Stage 3: Visual Design

This is the stage people most often recognize and associate with page design. Using a graphic design application, we begin to mock up with greater detail the look and feel of elements laid out in the page wireframe.

Sample of the event page during the visual design stage
Event page mock-up during visual design

As part of this project, we’re also engineering a holistic system of colors, fonts, styles, and layout and interface patterns referred to as atomic design. Applying the qualities of our atomic system to a wireframe lets us see our sketches translated to high-fidelity representations of future web pages.
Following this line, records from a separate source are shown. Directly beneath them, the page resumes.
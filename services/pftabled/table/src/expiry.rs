//! Time-ordered store of pending automatic removals.
//!
//! Every entry's deadline is `insertion time + timeout` with a timeout that
//! is fixed for the life of the process, so insertion order and deadline
//! order coincide: the queue is a plain FIFO and draining never has to scan
//! past the first still-pending entry. If the timeout ever became
//! configurable per message this would need a priority ordering instead.

use pftabled_wire::TableName;
use std::collections::VecDeque;
use std::net::Ipv4Addr;

/// A scheduled removal: which entry to take out of which table, and when
#[derive(Debug, Clone, Copy, PartialEq, Eq)]
pub struct ExpiryEntry {
    /// Table the entry was added to
    pub table: TableName,
    /// Address as it was handed to the backend (host bits cleared)
    pub addr: Ipv4Addr,
    /// CIDR prefix length
    pub mask: u8,
    /// Deadline, seconds since the Unix epoch
    pub expires_at: u64,
}

/// Insertion-ordered queue of [`ExpiryEntry`] values.
///
/// Owned by the daemon loop and passed by reference; there are no ambient
/// globals and no internal locking.
#[derive(Debug, Default)]
pub struct ExpiryQueue {
    entries: VecDeque<ExpiryEntry>,
}

impl ExpiryQueue {
    /// Create an empty queue
    pub fn new() -> Self {
        Self::default()
    }

    /// Number of pending entries
    pub fn len(&self) -> usize {
        self.entries.len()
    }

    /// Whether no removals are pending
    pub fn is_empty(&self) -> bool {
        self.entries.is_empty()
    }

    /// Insert an entry at the most-recent end
    pub fn schedule(&mut self, entry: ExpiryEntry) {
        self.entries.push_back(entry);
    }

    /// Remove and return every entry whose deadline is at or before `now`.
    ///
    /// Stops at the first entry still in the future; by the insertion-order
    /// invariant nothing behind it can be due yet.
    pub fn drain(&mut self, now: u64) -> Vec<ExpiryEntry> {
        let mut expired = Vec::new();
        while let Some(front) = self.entries.front() {
            if front.expires_at > now {
                break;
            }
            // front exists, pop cannot fail
            if let Some(entry) = self.entries.pop_front() {
                expired.push(entry);
            }
        }
        expired
    }
}

#[cfg(test)]
mod tests {
    use super::*;

    fn entry(at: u64) -> ExpiryEntry {
        ExpiryEntry {
            table: TableName::new("blocked").unwrap(),
            addr: Ipv4Addr::new(10, 0, 0, 1),
            mask: 32,
            expires_at: at,
        }
    }

    #[test]
    fn test_drains_in_schedule_order() {
        let mut queue = ExpiryQueue::new();
        queue.schedule(entry(100));
        queue.schedule(entry(200));
        queue.schedule(entry(300));

        let drained = queue.drain(1000);
        let deadlines: Vec<u64> = drained.iter().map(|e| e.expires_at).collect();
        assert_eq!(deadlines, vec![100, 200, 300]);
        assert!(queue.is_empty());
    }

    #[test]
    fn test_nothing_before_earliest_deadline() {
        let mut queue = ExpiryQueue::new();
        queue.schedule(entry(100));
        queue.schedule(entry(200));

        assert!(queue.drain(99).is_empty());
        assert_eq!(queue.len(), 2);
    }

    #[test]
    fn test_stops_at_first_future_entry() {
        let mut queue = ExpiryQueue::new();
        queue.schedule(entry(100));
        queue.schedule(entry(200));
        queue.schedule(entry(300));

        let drained = queue.drain(200);
        assert_eq!(drained.len(), 2);
        assert_eq!(queue.len(), 1);
    }

    #[test]
    fn test_deadline_boundary_inclusive() {
        let mut queue = ExpiryQueue::new();
        queue.schedule(entry(100));
        assert_eq!(queue.drain(100).len(), 1);
    }
}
For example, we’ve already determined the style and layout for an event’s date and time earlier in the project. The visual design relies on the design system to render those elements consistently.

Because the mock-up is so close to how the actual page will look and feel, the visual design stage affords the team one more checkpoint to determine they’ve created a page that serves the right purpose. It’s still relatively easy at this point to turn the ship around for a bit and reimagine elements that aren’t generating the confidence the team requires for sign off.

Stage 4: Coding

Coding is where the ambitious dreams of the team meet the practical reality of the web — when the components of the page we’ve conceived get converted to their technical components.

Visual styles are translated into CSS; page behaviors are turned into JavaScript; and markup to present it all gets converted to HTML. This may all sound daunting, but if we’ve done everything in the preceding stages right, our developers will know exactly what to do with no surprises.

During the coding stage many more conditions are now testable, such as: the usability of the page when viewed through a mobile display, the accessibility of content on the page to users with disabilities relying on assistive page-reading devices, and discrepancies between competing browser standards.

This stage also represents the culmination of our atomic design approach, as the code is added to our instance of Pattern Lab — a repository where we can break page layouts and interfaces down into smaller parts while ensuring those parts come together to form a beautiful and functional whole.

To the uninitiated, the process of page design can come across as long and exhausting. Once you and your team are engaged, however, it can be some of the most invigorating and intellectually stimulating work any information professional can hope to tackle.

Doing it right, we ensure the sum of our efforts leads to a website that’s creatively designed, intuitive to use, and endlessly helpful.